Es enthält 31 Lieder, unterteilt in fünf kleinere und größere Zyklen, die zwischen fünf und manchmal nur einer halben Minute lang sind. Wie die Instrumentalstücke sind auch die teils ernsten, teils humoristisch heiteren und surreal verrätselten Lieder stilistisch kunterbunt gehalten. Souverän nutzte Walther stilistische Formen von der Spätromantik über den Impressionismus und die Zwölftonmusik bis hin zu den avanciertesten Ausdrucksmitteln der damaligen Avantgarde, verwendete frei von der Leber weg volksmusikalische Elemente, wie den Zwiefachen, und Jazz wo es ihm angebracht erschien. Seine Lieder schrieb er über Gedichte und Texte von Ingeborg Bachmann, Federico Garcia Lorca, Wilhelm Busch und Erich Kästner, den Regensburger Musikwissenschaftler Thomas Emmerig und viele andere Autoren. Das alles macht Walthers Schaffen – und damit die sorgfältig editierten und höchst ansprechend gestalteten Tonträger in vorzüglicher Interpretation – bis heute ungemein spannend und abwechslungsreich. Da steht schwer Verdauliches neben Heiterem, ein luftiges Stück neben höchst anspruchsvollen Vokalparts. Souverän werden diese, gelegentlich fast unsingbar erscheinenden Tonsprünge und Höhen, von der Sopranistin Yvonne Friedl, Tenor Joachim Vogt und dem Bariton Wolfram Teßmer bewältigt, die auch bei der Präsentation dabei waren.

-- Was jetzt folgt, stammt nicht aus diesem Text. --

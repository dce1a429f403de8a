//! Output sinks: where a formatter's bytes end up.

use std::fs::OpenOptions;
use std::io::{self, Write};
use std::path::PathBuf;
use std::process::{Child, ChildStdin, Command as Process, Stdio};

use log::{debug, warn};

use crate::bind::DynOptions;
use crate::commands::{CompletionRequest, Sink, options_of};
use crate::error::ExecError;
use crate::repl::{Context, SharedBuffer};

#[derive(Debug, Default)]
pub struct FileOptions {
    pub path: PathBuf,
    pub append: bool,
}

#[derive(Debug, Default)]
pub struct ShellOptions {
    pub command: String,
}

crate::bind_options! {
    FileOptions {
        path: "*=#1",
        append: "*=a|append",
    }
    ShellOptions {
        command: "*=#1",
    }
}

/// The process's standard output.
pub struct Stdout;

impl Sink for Stdout {
    fn new_sink(
        &self,
        _options: &dyn DynOptions,
        _ctx: &Context,
    ) -> Result<Box<dyn Write + Send>, ExecError> {
        Ok(Box::new(io::stdout()))
    }
}

/// `> path` or `| file [-append] PATH`. A leading `~` is expanded.
pub struct File;

impl Sink for File {
    fn new_options(&self, _ctx: &Context) -> Box<dyn DynOptions> {
        Box::new(FileOptions::default())
    }

    fn complete(&self, _ctx: &Context, req: &mut CompletionRequest) {
        let typed = shellexpand::tilde(&req.word).into_owned();
        let (dir, prefix) = match typed.rfind('/') {
            Some(i) => (typed[..=i].to_string(), &typed[i + 1..]),
            None => (String::new(), typed.as_str()),
        };
        let Ok(entries) = std::fs::read_dir(if dir.is_empty() { "." } else { dir.as_str() }) else {
            return;
        };
        // Candidates keep the word as typed, unexpanded.
        let keep = req.word.len().saturating_sub(prefix.len());
        let shown = req.word[..keep].to_string();
        for entry in entries.flatten() {
            let name = entry.file_name().to_string_lossy().into_owned();
            if name.starts_with(prefix) {
                req.add(format!("{shown}{name}"));
            }
        }
    }

    fn new_sink(
        &self,
        options: &dyn DynOptions,
        _ctx: &Context,
    ) -> Result<Box<dyn Write + Send>, ExecError> {
        let opts = options_of::<FileOptions>("file", options)?;
        let path = PathBuf::from(shellexpand::tilde(&opts.path.to_string_lossy()).as_ref());
        let file = OpenOptions::new()
            .write(true)
            .create(true)
            .append(opts.append)
            .truncate(!opts.append)
            .open(&path)
            .map_err(|e| ExecError::failed(format!("{}: {e}", path.display())))?;
        debug!("writing output to {}", path.display());
        Ok(Box::new(file))
    }
}

/// `| sh CMD`, `| !CMD` or `! CMD`: pipe formatted output into a program.
///
/// The command line is split with shell quoting rules but not run through a
/// shell. The program's own stdout and stderr are inherited.
pub struct Shell;

impl Sink for Shell {
    fn new_options(&self, _ctx: &Context) -> Box<dyn DynOptions> {
        Box::new(ShellOptions::default())
    }

    fn new_sink(
        &self,
        options: &dyn DynOptions,
        _ctx: &Context,
    ) -> Result<Box<dyn Write + Send>, ExecError> {
        let opts = options_of::<ShellOptions>("sh", options)?;
        let words = shlex::split(&opts.command)
            .ok_or_else(|| ExecError::failed(format!("sh: cannot parse {:?}", opts.command)))?;
        let Some((program, args)) = words.split_first() else {
            return Err(ExecError::failed("sh: empty command"));
        };
        let mut child = Process::new(program)
            .args(args)
            .stdin(Stdio::piped())
            .spawn()
            .map_err(|e| ExecError::failed(format!("sh: {program}: {e}")))?;
        let stdin = child
            .stdin
            .take()
            .ok_or_else(|| ExecError::failed(format!("sh: {program}: no stdin")))?;
        debug!("piping output to {program} (pid {})", child.id());
        Ok(Box::new(ShellWriter {
            program: program.clone(),
            stdin: Some(stdin),
            child,
        }))
    }
}

/// Writes into a child's stdin; dropping it closes stdin and reaps the child.
struct ShellWriter {
    program: String,
    stdin: Option<ChildStdin>,
    child: Child,
}

impl Write for ShellWriter {
    fn write(&mut self, buf: &[u8]) -> io::Result<usize> {
        match &mut self.stdin {
            Some(stdin) => stdin.write(buf),
            None => Err(io::Error::from(io::ErrorKind::BrokenPipe)),
        }
    }

    fn flush(&mut self) -> io::Result<()> {
        match &mut self.stdin {
            Some(stdin) => stdin.flush(),
            None => Ok(()),
        }
    }
}

impl Drop for ShellWriter {
    fn drop(&mut self) {
        drop(self.stdin.take());
        match self.child.wait() {
            Ok(status) if status.success() => {}
            Ok(status) => warn!("{} exited with {status}", self.program),
            Err(e) => warn!("could not wait for {}: {e}", self.program),
        }
    }
}

/// In-memory sink, mostly for tests and embedding.
#[derive(Debug, Clone, Default)]
pub struct Buffer(pub SharedBuffer);

impl Buffer {
    pub fn contents(&self) -> String {
        self.0.contents()
    }
}

impl Sink for Buffer {
    fn new_sink(
        &self,
        _options: &dyn DynOptions,
        _ctx: &Context,
    ) -> Result<Box<dyn Write + Send>, ExecError> {
        Ok(Box::new(self.0.clone()))
    }
}

#[cfg(test)]
mod tests {
    use super::*;
    use crate::commands::testing::run;

    fn scratch(name: &str) -> PathBuf {
        let dir = std::env::temp_dir().join(format!("opsh-sinks-{}", std::process::id()));
        std::fs::create_dir_all(&dir).unwrap();
        dir.join(name)
    }

    #[test]
    fn file_redirection_truncates() {
        let path = scratch("truncate.txt");
        std::fs::write(&path, "old contents\n").unwrap();
        let (out, diag) = run(&[&format!("seq 2 > {}", path.display())]);
        assert_eq!((out.as_str(), diag.as_str()), ("", ""));
        assert_eq!(std::fs::read_to_string(&path).unwrap(), "1\n2\n");
    }

    #[test]
    fn file_sink_appends_on_request() {
        let path = scratch("append.txt");
        let _ = std::fs::remove_file(&path);
        let line = format!("seq 2 | file -a {}", path.display());
        run(&[&line, &line]);
        assert_eq!(std::fs::read_to_string(&path).unwrap(), "1\n2\n1\n2\n");
    }

    #[test]
    fn unopenable_file_is_an_execution_error() {
        let (_, diag) = run(&["seq 1 > /nonexistent-opsh-dir/out.txt"]);
        assert!(diag.contains("/nonexistent-opsh-dir/out.txt"), "{diag}");
    }

    #[cfg(unix)]
    #[test]
    fn shell_sink_feeds_stdin() {
        let path = scratch("shell.txt");
        let (_, diag) = run(&[&format!("seq 3 | sh tee {}", path.display())]);
        assert_eq!(diag, "");
        assert_eq!(std::fs::read_to_string(&path).unwrap(), "1\n2\n3\n");
    }

    #[test]
    fn missing_program_fails_the_request() {
        let (_, diag) = run(&["seq 1 ! opsh-no-such-program-here"]);
        assert!(diag.contains("opsh-no-such-program-here"), "{diag}");
    }

    #[test]
    fn completes_file_names() {
        let path = scratch("complete-me.txt");
        std::fs::write(&path, "").unwrap();
        let dir = path.parent().unwrap().display().to_string();
        let mut req = CompletionRequest {
            command: "file".into(),
            word: format!("{dir}/complete-"),
            ..CompletionRequest::default()
        };
        File.complete(&Context::new(), &mut req);
        assert_eq!(req.candidates, [format!("{dir}/complete-me.txt")]);
    }
}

Die Tochter hält das Werk lebendig
Einen großen Anteil daran, daß die Musik Walthers heute verlegt und gespielt wird, hat die Kunsthistorikerin Michaela Grammer, Tochter des Komponisten. Engagiert erzählte sie im Amberger Stadttheater, wie sie zusammen nach dem Tod des Vaters mit ihrer Mutter „waschkörbeweise Kritiken, Skizzen, Partituren und Archivausschnitte“ sichtete und ordnete. Als erste Dokumentation ist daraus 1998 eine Monografie (Band 36) des Bayerischen Tonkünstlerverbandes über H.E. Erwin Walther erschienen. Etwas später folgten im Stuttgarter Ikuro Verlag zahlreiche Partituren und nunmehr die beiden empfehlendwerten CDs.